Minister of Budget and Economic Planning
- In office 1995–1996
- Prime Minister: Lamberto Dini

Personal details
- Born: 6 May 1944 (age 81) Como, Kingdom of Italy
- Party: Independent
- Alma mater: University of Oxford

= Rainer Masera =

Italian economist and politician (born 1944)

Rainer Masera (born 6 May 1944) is an Italian academic and economist. He was the minister of budget and economic planning from 1995 to 1996.

==Biography==
Masera was born in Como on 6 May 1944. He received a PhD in economics from the University of Oxford.

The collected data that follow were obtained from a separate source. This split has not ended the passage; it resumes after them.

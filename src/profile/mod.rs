//! Profiles: isolated device identities with their own storage subtree.

mod context;
mod controller;

use chrono::{DateTime, Utc};
use serde::{Deserialize, Serialize};
use ulid::Ulid;

use crate::error::ProfileError;

pub use context::{ProfileContext, ProfileGuard, ProfileState};
pub use controller::ProfileController;

const MAX_ID_LEN: usize = 64;

#[derive(Debug, Clone, PartialEq, Eq, Serialize, Deserialize)]
pub struct Profile {
    pub id: String,
    pub label: String,
    pub created_at: DateTime<Utc>,
}

impl Profile {
    pub fn new(id: impl Into<String>, label: impl Into<String>) -> Self {
        Self {
            id: id.into(),
            label: label.into(),
            created_at: Utc::now(),
        }
    }
}

/// Fresh, sortable profile id.
pub fn new_profile_id() -> String {
    Ulid::new().to_string()
}

/// Ids become directory names, so only `[A-Za-z0-9_-]` is allowed.
pub fn validate_profile_id(id: &str) -> Result<(), ProfileError> {
    let valid = !id.is_empty()
        && id.chars().count() <= MAX_ID_LEN
        && id
            .chars()
            .all(|c| c.is_ascii_alphanumeric() || c == '-' || c == '_');
    if valid {
        Ok(())
    } else {
        Err(ProfileError::InvalidId(id.to_string()))
    }
}

#[cfg(test)]
mod tests {
    use super::*;

    #[test]
    fn profile_ids() {
        assert!(validate_profile_id("p1").is_ok());
        assert!(validate_profile_id("work_phone-2").is_ok());
        assert!(validate_profile_id(&new_profile_id()).is_ok());
        assert!(validate_profile_id(&"a".repeat(64)).is_ok());

        let too_long = "a".repeat(65);
        for bad in ["", "..", "a/b", "a.b", "with space", too_long.as_str()] {
            assert!(
                matches!(validate_profile_id(bad), Err(ProfileError::InvalidId(_))),
                "accepted '{bad}'"
            );
        }
    }

    #[test]
    fn generated_ids_are_unique() {
        assert_ne!(new_profile_id(), new_profile_id());
    }
}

Without being a member of any political party Masera served as the minister of budget and economic planning in the cabinet led by Prime Minister Lamberto Dini between 17 January 1995 and 11 January 1996. He served in different posts in the state and private institutions, including board member of the Bank for International Settlements, member of G10 Deputies, central director of the Bank of Italy, chief executive officer and chairman of Sanpaolo IMI Group and of RFI SpA and expert board member of the European Investment Bank.

Masera is a faculty member at Università degli Studi Guglielmo Marconi in Rome and the dean of the school of business. He has published several articles and a book.

===Awards===
In 1996 Masera was awarded Cavaliere di Gran Croce of Italy, and in 2002 he was named Cavaliere del Lavoro. In 2003 he was appointed Officier of the Légion d'honneur.